2017 play by Tom Morton-Smith

The Earthworks is a play by playwright Tom Morton-Smith. It premiered with the Royal Shakespeare Company at The Other Place, Stratford-upon-Avon, in May 2017. The original production was directed by RSC deputy artistic director Erica Whyman.

In October 2023 it was announced that the play would be staged at the Young Vic Theatre, London, directed by Andrea Ling (winner of the 2023 Genesis Future Directors Award). This production is due to run from 26 March until 4 April 2024.

== Plot ==
The play is set on the eve of the activation of the Large Hadron Collider in Geneva, Switzerland, and concerns the meeting of a scientist and a journalist.

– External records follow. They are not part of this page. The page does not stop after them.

//! Facade crate for the `FoodHub` gateway features and shared modules.
//! Re-exports domain/kernel primitives and aggregates feature initialization.
//! Keep this crate thin: it should compose other crates, not implement business logic.
//!
//! ## Usage
//! - Call [`init`] to build every feature slice and the session resolver.
//! - Mount [`router`] and put [`features::identity::route_guard`] in front of it.

pub use fhub_domain as domain;
use fhub_domain::config::GatewayConfig;
use fhub_domain::registry::InitializedSlice;
use fhub_identity::{IdentityError, SessionResolver};
pub use fhub_kernel as kernel;
use fhub_kernel::backend::BackendClient;
use fhub_kernel::server::state::ApiState;
use utoipa_axum::router::OpenApiRouter;

pub mod server {
    pub mod router {
        pub use fhub_kernel::server::router::system_router;
    }
}

/// Feature registry for runtime introspection.
pub mod features {
    pub use fhub_admin as admin;
    pub use fhub_catalog as catalog;
    pub use fhub_identity as identity;
    pub use fhub_ordering as ordering;
    pub use fhub_provider as provider;

    pub const ENABLED: &[&str] = &["identity", "catalog", "ordering", "provider", "admin"];

    #[must_use]
    pub fn is_enabled(name: &str) -> bool {
        ENABLED.contains(&name)
    }
}

/// Every initialized slice, plus the resolver the route guard runs with.
#[derive(Debug)]
pub struct Features {
    pub slices: Vec<InitializedSlice>,
    pub resolver: SessionResolver,
}

/// Initialize all features.
///
/// # Errors
/// The auth service URLs in `config` are not valid base URLs.
pub fn init(config: &GatewayConfig, backend: &BackendClient) -> Result<Features, IdentityError> {
    let identity = features::identity::init(config)?;
    let resolver = identity.resolver.clone();

    let slices = vec![
        InitializedSlice::new(identity),
        features::catalog::init(backend),
        features::ordering::init(backend),
        features::provider::init(backend),
        features::admin::init(backend),
    ];

    Ok(Features { slices, resolver })
}

/// Routes of every feature, with their OpenAPI descriptions.
pub fn router() -> OpenApiRouter<ApiState> {
    OpenApiRouter::new()
        .merge(features::identity::router())
        .merge(features::catalog::router())
        .merge(features::ordering::router())
        .merge(features::provider::router())
        .merge(features::admin::router())
}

== Performance history and reception ==
The play premiered at The Other Place, Stratford Upon Avon, where it appeared as part of a double bill alongside another new play, Myth by Kirsty Housley and Matt Hartley. Earthworks received positive reviews, with the Financial Times' Ian Shuttleworth praising the piece for blending "accessible scientific explanation with sensitive human insight" in his four star review. In her four star review for the Evening Standard, Fiona Mountford described the play as "small-scale and delicate... Morton-Smith reminds us that it's the most intimate human connections that have the greatest impact." Lyn Gardner in her Guardian review asked "who wouldn't love a play that uses a custard fight to explain mass?" However, the Daily Telegraph gave the double-bill a two star review, and stated that Earthworks showed the "great difficulty" of following Morton-Smith's previous work Oppenheimer.